Along with celebrating Jesus's birthday, the above picture filled my heart with so much joy this Christmas. I didn't post this picture to brag as it says to clearly not do in Matthew 6:2-4, but to merely express the ultimate joy that I had of giving and sharing this Christmas. Yes, I've given and shared before but it's something about this "gift" that is different and I can't quite put my fingers on the "what"!
Before Christmas break a friend shared with me her thoughts on helping a precious family in need. She wasn't asking me to go in with her she even stated "I'll do for this family before my own first". This struck a cord with me. My dad and oldest sister are givers. My niece Courtney is a giver like none I've seen before. These three defintely put others before self. Anyways, the dad in this family works full time and still doesn't make ends meet. She continued to share that he told his wife that they were going to share with their two children that Christmas for them this year just wasn't going to happen. Hearing my friend tell me this news nearly broke my heart. I listened as my friend shared information about this family and my heart was breaking. The mom and dad were doing all the right things for their children and their children were their top priorities. After our conversation I called another friend and we both decided to tell our other friend that no matter what we were going to make Christmas happen for this beautiful family. And we did!
We looked over the list that the mother compiled and saw that all this family wanted was basic items. We wanted to give them more than life's necessities. And we did! We divided the list and each kept reporting by email who got what for whom. It was amazing! This was more than a SS class adopting a family (which we partake in every year and feel deep joy for helping others). It just seemed so personal, so close to home for some reason. I felt like I knew this family from the information that my friend shared and yet I'd never seen them nor meet them in my whole life.

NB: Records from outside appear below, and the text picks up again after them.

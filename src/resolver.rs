//! Cache-aside resolution of snapshots
//!
//! A read first checks the store and serves the cached document when one
//! exists. On a miss the snapshot is fetched from upstream, written back, and
//! returned. Cache hits are never revalidated; freshness comes from the
//! background refresher.
//!
//! Fetches are single-flight per username: concurrent misses and refresh
//! items for the same user share one upstream call and one write. Each fetch
//! runs on its own task, so a caller that gives up does not stall or cancel
//! it for the others.

use std::collections::HashMap;
use std::sync::atomic::{AtomicU64, Ordering};
use std::sync::{Arc, Mutex, MutexGuard, PoisonError};

use futures::future::{BoxFuture, FutureExt, Shared};
use thiserror::Error;
use tracing::{debug, info, warn};

use crate::cache::{SnapshotStore, StoreError, Username};
use crate::snapshot::Snapshot;
use crate::upstream::{ProfileSource, UpstreamError};

/// Errors returned by `Resolver::resolve`
#[derive(Debug, Error)]
pub enum ResolveError {
    /// Nothing was cached and upstream could not provide the snapshot
    #[error(transparent)]
    Upstream(#[from] UpstreamError),

    /// The cached entry exists but could not be read
    #[error(transparent)]
    Store(#[from] StoreError),
}

/// Result of one fetch-and-write operation
#[derive(Debug, Clone)]
pub struct Fetched {
    /// The snapshot upstream returned
    pub snapshot: Snapshot,
    /// Set when the snapshot could not be written to the store
    pub persist_error: Option<Arc<StoreError>>,
}

pub type FetchOutcome = Result<Fetched, UpstreamError>;

type SharedFetch = Shared<BoxFuture<'static, FetchOutcome>>;

struct PendingFetch {
    id: u64,
    fetch: SharedFetch,
}

type InflightMap = Mutex<HashMap<Username, PendingFetch>>;

/// Serves snapshots from the store, fetching through on a miss
pub struct Resolver {
    store: Arc<SnapshotStore>,
    source: Arc<dyn ProfileSource>,
    /// Pending fetches keyed by username; each task removes its own entry
    inflight: Arc<InflightMap>,
    next_id: AtomicU64,
}

impl Resolver {
    pub fn new(store: Arc<SnapshotStore>, source: Arc<dyn ProfileSource>) -> Self {
        Self {
            store,
            source,
            inflight: Arc::new(Mutex::new(HashMap::new())),
            next_id: AtomicU64::new(0),
        }
    }

    pub fn store(&self) -> &Arc<SnapshotStore> {
        &self.store
    }

    pub fn source(&self) -> &Arc<dyn ProfileSource> {
        &self.source
    }

    /// Returns the snapshot for `username`
    ///
    /// # Behavior
    /// - Cached entry present: returned as-is, upstream is not contacted
    /// - Cached entry missing, vanished or corrupt: fetched from upstream and
    ///   written back; a failed write is logged and the snapshot still returned
    /// - Upstream failure on a miss: `ResolveError::Upstream`, nothing written
    pub async fn resolve(&self, username: &Username) -> Result<Snapshot, ResolveError> {
        if self.store.exists(username).await {
            match self.store.read(username).await {
                Ok(snapshot) => {
                    debug!(%username, "serving cached snapshot");
                    return Ok(snapshot);
                }
                Err(err @ (StoreError::NotFound(_) | StoreError::Corrupt { .. })) => {
                    warn!(%username, error = %err, "cached snapshot unusable, fetching from upstream");
                }
                Err(err) => return Err(err.into()),
            }
        }

        let fetched = self.fetch_and_store(username).await?;
        match &fetched.persist_error {
            Some(err) => warn!(%username, error = %err, "serving fetched snapshot that could not be cached"),
            None => info!(%username, "fetched and cached snapshot"),
        }
        Ok(fetched.snapshot)
    }

    /// Fetches `username` from upstream and writes the result to the store
    ///
    /// Skips the cache check. If a fetch for the same username is already
    /// running, waits for it instead of issuing another upstream call. The
    /// fetch and its write-back complete even if every waiter is dropped.
    pub async fn fetch_and_store(&self, username: &Username) -> FetchOutcome {
        let fetch = lock(&self.inflight)
            .entry(username.clone())
            .or_insert_with(|| self.start_fetch(username.clone()))
            .fetch
            .clone();

        fetch.await
    }

    /// Spawns the fetch task; must be called with the inflight lock held
    fn start_fetch(&self, username: Username) -> PendingFetch {
        let id = self.next_id.fetch_add(1, Ordering::Relaxed);
        let store = Arc::clone(&self.store);
        let source = Arc::clone(&self.source);
        let inflight = Arc::clone(&self.inflight);
        let key = username.clone();

        let task = tokio::spawn(async move {
            let outcome = match source.fetch_profile(&username).await {
                Ok(snapshot) => {
                    let persist_error = store.write(&username, &snapshot).await.err().map(Arc::new);
                    Ok(Fetched {
                        snapshot,
                        persist_error,
                    })
                }
                Err(err) => Err(err),
            };

            forget(&inflight, &username, id);
            outcome
        });

        let inflight = Arc::clone(&self.inflight);
        let fetch = async move {
            task.await.unwrap_or_else(|err| {
                forget(&inflight, &key, id);
                Err(UpstreamError::Transport(format!("fetch task failed: {err}")))
            })
        }
        .boxed()
        .shared();

        PendingFetch { id, fetch }
    }

    #[cfg(test)]
    fn inflight_len(&self) -> usize {
        lock(&self.inflight).len()
    }
}

/// Removes the entry for `username` if it still belongs to fetch `id`
fn forget(inflight: &InflightMap, username: &Username, id: u64) {
    let mut inflight = lock(inflight);
    if inflight.get(username).is_some_and(|pending| pending.id == id) {
        inflight.remove(username);
    }
}

fn lock(inflight: &InflightMap) -> MutexGuard<'_, HashMap<Username, PendingFetch>> {
    inflight.lock().unwrap_or_else(PoisonError::into_inner)
}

Besides buying clothes and toys for the children I also wanted to share many of the items that I'd gotten from Southern "Saving"! As I was packing the clothes basket with necessities I kept thinking about how anyone, including myself and family, could be in this very family's same situation. I kept filling the basket and hoping that the mother liked the items and brands that I packed. It was like I was giving the best of things away (gladly of course) and still hoping that they were suitable for "this" family. I wanted them to know from our gifts, love, and support that somehow they knew we cared about them, their situation, and their family. After all this is what the Father asks of His children. To love thy neighbor as thy self and to give with a grateful heart.
I lived for 31 Christmases and this was like none other. I still think about that family even after Christmas has passed and the comment the mom said to my friend about one of the items that I packed in the clothes basket. A simple Gillette razor that I thought to give brought the mother to tears because her husband had wanted this very one for so long. After hearing this I for once grasped the depth of gratefulness that one family felt from three others and this my friends is priceless. I want not another Christmas to pass that I don't help another family, where I don't share my talent of giving items from couponing with another. I want to feel the kind of joy that I can bestow on others in someway whereas they have no idea the joy returned. It's sad to me to be "this old" and to just now be feeling this type of joy. I just wish it were sooner in my little life because by now I could be doing so much more for others. I once heard a God fearing man say "if the church did their job welfare wouldn't exist". That was three years ago and I'm just understanding fully what this elder, man of wisdom's words really mean.
So doing, giving, and sharing are not only on my 2012 New Year's Resolution list (another post) they are on my life's goal list. I challenge you to add them to yours.